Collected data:
=====

//! Composite identifier encoding and decoding.
//!
//! AppTrust entities are addressed by colon-joined identifiers such as
//! `my-app:1.0.0:QA` or `my-app:maven:com.example:lib:1.2.3`. At most one
//! segment (by convention a package name) may itself contain the delimiter,
//! so decoding peels a fixed number of segments off each end and keeps the
//! middle span verbatim.
//!
//! Empty tokens produced by consecutive delimiters, or by a delimiter at either
//! end of the string, are dropped before the split. Identifiers written by
//! earlier releases rely on that, so `encode(decode(s))` only equals `s` when
//! `s` has no empty segments.
//!
//! # Example
//!
//! ```
//! use apptrust_provider::identifier::{decode, encode};
//!
//! let id = decode("app-1:maven:com.example:lib:1.2.3", 2, 1).unwrap();
//! assert_eq!(id.prefix, vec!["app-1", "maven"]);
//! assert_eq!(id.middle, "com.example:lib");
//! assert_eq!(id.suffix, vec!["1.2.3"]);
//!
//! assert_eq!(encode(&["app-1", "1.0.0", "QA"]), "app-1:1.0.0:QA");
//! ```

use crate::error::ProviderError;

/// Separator between identifier segments.
pub const DELIMITER: char = ':';

/// A decoded composite identifier.
#[derive(Debug, Clone, PartialEq, Eq)]
pub struct DecodedId {
    /// Fixed leading segments.
    pub prefix: Vec<String>,
    /// Everything between prefix and suffix, rejoined with the delimiter.
    pub middle: String,
    /// Fixed trailing segments.
    pub suffix: Vec<String>,
}

/// Join segments with the delimiter. No escaping is performed.
pub fn encode<S: AsRef<str>>(segments: &[S]) -> String {
    segments
        .iter()
        .map(AsRef::as_ref)
        .collect::<Vec<_>>()
        .join(":")
}

/// Split an identifier into `prefix_count` leading segments, `suffix_count`
/// trailing segments and the (possibly empty) middle between them.
///
/// Fails with [`ProviderError::MalformedIdentifier`] when there are fewer than
/// `prefix_count + suffix_count` non-empty segments.
pub fn decode(s: &str, prefix_count: usize, suffix_count: usize) -> Result<DecodedId, ProviderError> {
    let segments = split_segments(s);
    if segments.len() < prefix_count + suffix_count {
        return Err(ProviderError::MalformedIdentifier(format!(
            "'{}' has {} segment(s), expected at least {}",
            s,
            segments.len(),
            prefix_count + suffix_count
        )));
    }

    let middle_end = segments.len() - suffix_count;
    Ok(DecodedId {
        prefix: segments[..prefix_count].iter().map(|s| s.to_string()).collect(),
        middle: segments[prefix_count..middle_end].join(":"),
        suffix: segments[middle_end..].iter().map(|s| s.to_string()).collect(),
    })
}

/// Decode an identifier that must consist of exactly `count` segments.
pub fn decode_exact(s: &str, count: usize) -> Result<Vec<String>, ProviderError> {
    let decoded = decode(s, count, 0)?;
    if !decoded.middle.is_empty() {
        return Err(ProviderError::MalformedIdentifier(format!(
            "'{}' has more than {} segment(s)",
            s, count
        )));
    }
    Ok(decoded.prefix)
}

fn split_segments(s: &str) -> Vec<&str> {
    s.split(DELIMITER).filter(|seg| !seg.is_empty()).collect()
}

#[cfg(test)]
mod tests {
    use super::*;

    #[test]
    fn test_encode() {
        assert_eq!(encode(&["app"]), "app");
        assert_eq!(encode(&["x", "a:b", "y"]), "x:a:b:y");
        assert_eq!(encode::<&str>(&[]), "");
    }

    #[test]
    fn test_decode_middle_may_contain_delimiter() {
        let id = decode("x:a:b:y", 1, 1).unwrap();
        assert_eq!(id.prefix, vec!["x"]);
        assert_eq!(id.middle, "a:b");
        assert_eq!(id.suffix, vec!["y"]);
    }

    #[test]
    fn test_decode_package_coordinates() {
        let id = decode("app-1:maven:com.example:lib:1.2.3", 1, 1).unwrap();
        assert_eq!(id.prefix, vec!["app-1"]);
        assert_eq!(id.middle, "maven:com.example:lib");
        assert_eq!(id.suffix, vec!["1.2.3"]);
    }

    #[test]
    fn test_decode_empty_middle() {
        let id = decode("app:1.0.0", 1, 1).unwrap();
        assert_eq!(id.middle, "");
        assert_eq!(id.prefix, vec!["app"]);
        assert_eq!(id.suffix, vec!["1.0.0"]);
    }

    #[test]
    fn test_decode_too_few_segments() {
        let err = decode("app", 1, 1).unwrap_err();
        assert!(matches!(err, ProviderError::MalformedIdentifier(_)));
        assert!(decode("", 1, 0).is_err());
    }

    #[test]
    fn test_decode_drops_empty_tokens() {
        let id = decode(":app::1.0.0:", 1, 1).unwrap();
        assert_eq!(id.prefix, vec!["app"]);
        assert_eq!(id.middle, "");
        assert_eq!(id.suffix, vec!["1.0.0"]);

        // lossy on purpose: the empty token between `a` and `b` is gone
        let id = decode("x:a::b:y", 1, 1).unwrap();
        assert_eq!(id.middle, "a:b");
    }

    #[test]
    fn test_decode_exact() {
        assert_eq!(
            decode_exact("app:1.0.0:QA", 3).unwrap(),
            vec!["app", "1.0.0", "QA"]
        );
        assert!(decode_exact("app:1.0.0", 3).is_err());
        assert!(decode_exact("app:1.0.0:QA:extra", 3).is_err());
    }

    #[test]
    fn test_round_trip_without_empty_segments() {
        let original = "app-1:npm:@scope:pkg:2.0.0";
        let id = decode(original, 2, 1).unwrap();
        let mut parts = id.prefix.clone();
        parts.push(id.middle.clone());
        parts.extend(id.suffix.clone());
        assert_eq!(encode(&parts), original);
    }
}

=====

* TASK DESCRIPTION *
All of the entries must be given again, word for word.

* SOLUTION FOR THIS TASK *
//! Composite identifier encoding and decoding.
//!
//! AppTrust entities are addressed by colon-joined identifiers such as
//! `my-app:1.0.0:QA` or `my-app:maven:com.example:lib:1.2.3`. At most one
//! segment (by convention a package name) may itself contain the delimiter,
//! so decoding peels a fixed number of segments off each end and keeps the
//! middle span verbatim.
//!
//! Empty tokens produced by consecutive delimiters, or by a delimiter at either
//! end of the string, are dropped before the split. Identifiers written by
//! earlier releases rely on that, so `encode(decode(s))` only equals `s` when
//! `s` has no empty segments.
//!
//! # Example
//!
//! ```
//! use apptrust_provider::identifier::{decode, encode};
//!
//! let id = decode("app-1:maven:com.example:lib:1.2.3", 2, 1).unwrap();
//! assert_eq!(id.prefix, vec!["app-1", "maven"]);
//! assert_eq!(id.middle, "com.example:lib");
//! assert_eq!(id.suffix, vec!["1.2.3"]);
//!
//! assert_eq!(encode(&["app-1", "1.0.0", "QA"]), "app-1:1.0.0:QA");
//! ```

use crate::error::ProviderError;

/// Separator between identifier segments.
pub const DELIMITER: char = ':';

/// A decoded composite identifier.
#[derive(Debug, Clone, PartialEq, Eq)]
pub struct DecodedId {
    /// Fixed leading segments.
    pub prefix: Vec<String>,
    /// Everything between prefix and suffix, rejoined with the delimiter.
    pub middle: String,
    /// Fixed trailing segments.
    pub suffix: Vec<String>,
}

/// Join segments with the delimiter. No escaping is performed.
pub fn encode<S: AsRef<str>>(segments: &[S]) -> String {
    segments
        .iter()
        .map(AsRef::as_ref)
        .collect::<Vec<_>>()
        .join(":")
}

/// Split an identifier into `prefix_count` leading segments, `suffix_count`
/// trailing segments and the (possibly empty) middle between them.
///
/// Fails with [`ProviderError::MalformedIdentifier`] when there are fewer than
/// `prefix_count + suffix_count` non-empty segments.
pub fn decode(s: &str, prefix_count: usize, suffix_count: usize) -> Result<DecodedId, ProviderError> {
    let segments = split_segments(s);
    if segments.len() < prefix_count + suffix_count {
        return Err(ProviderError::MalformedIdentifier(format!(
            "'{}' has {} segment(s), expected at least {}",
            s,
            segments.len(),
            prefix_count + suffix_count
        )));
    }

    let middle_end = segments.len() - suffix_count;
    Ok(DecodedId {
        prefix: segments[..prefix_count].iter().map(|s| s.to_string()).collect(),
        middle: segments[prefix_count..middle_end].join(":"),
        suffix: segments[middle_end..].iter().map(|s| s.to_string()).collect(),
    })
}

/// Decode an identifier that must consist of exactly `count` segments.
pub fn decode_exact(s: &str, count: usize) -> Result<Vec<String>, ProviderError> {
    let decoded = decode(s, count, 0)?;
    if !decoded.middle.is_empty() {
        return Err(ProviderError::MalformedIdentifier(format!(
            "'{}' has more than {} segment(s)",
            s, count
        )));
    }
    Ok(decoded.prefix)
}

fn split_segments(s: &str) -> Vec<&str> {
    s.split(DELIMITER).filter(|seg| !seg.is_empty()).collect()
}

#[cfg(test)]
mod tests {
    use super::*;

    #[test]
    fn test_encode() {
        assert_eq!(encode(&["app"]), "app");
        assert_eq!(encode(&["x", "a:b", "y"]), "x:a:b:y");
        assert_eq!(encode::<&str>(&[]), "");
    }

    #[test]
    fn test_decode_middle_may_contain_delimiter() {
        let id = decode("x:a:b:y", 1, 1).unwrap();
        assert_eq!(id.prefix, vec!["x"]);
        assert_eq!(id.middle, "a:b");
        assert_eq!(id.suffix, vec!["y"]);
    }

    #[test]
    fn test_decode_package_coordinates() {
        let id = decode("app-1:maven:com.example:lib:1.2.3", 1, 1).unwrap();
        assert_eq!(id.prefix, vec!["app-1"]);
        assert_eq!(id.middle, "maven:com.example:lib");
        assert_eq!(id.suffix, vec!["1.2.3"]);
    }

    #[test]
    fn test_decode_empty_middle() {
        let id = decode("app:1.0.0", 1, 1).unwrap();
        assert_eq!(id.middle, "");
        assert_eq!(id.prefix, vec!["app"]);
        assert_eq!(id.suffix, vec!["1.0.0"]);
    }

    #[test]
    fn test_decode_too_few_segments() {
        let err = decode("app", 1, 1).unwrap_err();
        assert!(matches!(err, ProviderError::MalformedIdentifier(_)));
        assert!(decode("", 1, 0).is_err());
    }

    #[test]
    fn test_decode_drops_empty_tokens() {
        let id = decode(":app::1.0.0:", 1, 1).unwrap();
        assert_eq!(id.prefix, vec!["app"]);
        assert_eq!(id.middle, "");
        assert_eq!(id.suffix, vec!["1.0.0"]);

        // lossy on purpose: the empty token between `a` and `b` is gone
        let id = decode("x:a::b:y", 1, 1).unwrap();
        assert_eq!(id.middle, "a:b");
    }

    #[test]
    fn test_decode_exact() {
        assert_eq!(
            decode_exact("app:1.0.0:QA", 3).unwrap(),
            vec!["app", "1.0.0", "QA"]
        );
        assert!(decode_exact("app:1.0.0", 3).is_err());
        assert!(decode_exact("app:1.0.0:QA:extra", 3).is_err());
    }

    #[test]
    fn test_round_trip_without_empty_segments() {
        let original = "app-1:npm:@scope:pkg:2.0.0";
        let id = decode(original, 2, 1).unwrap();
        let mut parts = id.prefix.clone();
        parts.push(id.middle.clone());
        parts.extend(id.suffix.clone());
        assert_eq!(encode(&parts), original);
    }
}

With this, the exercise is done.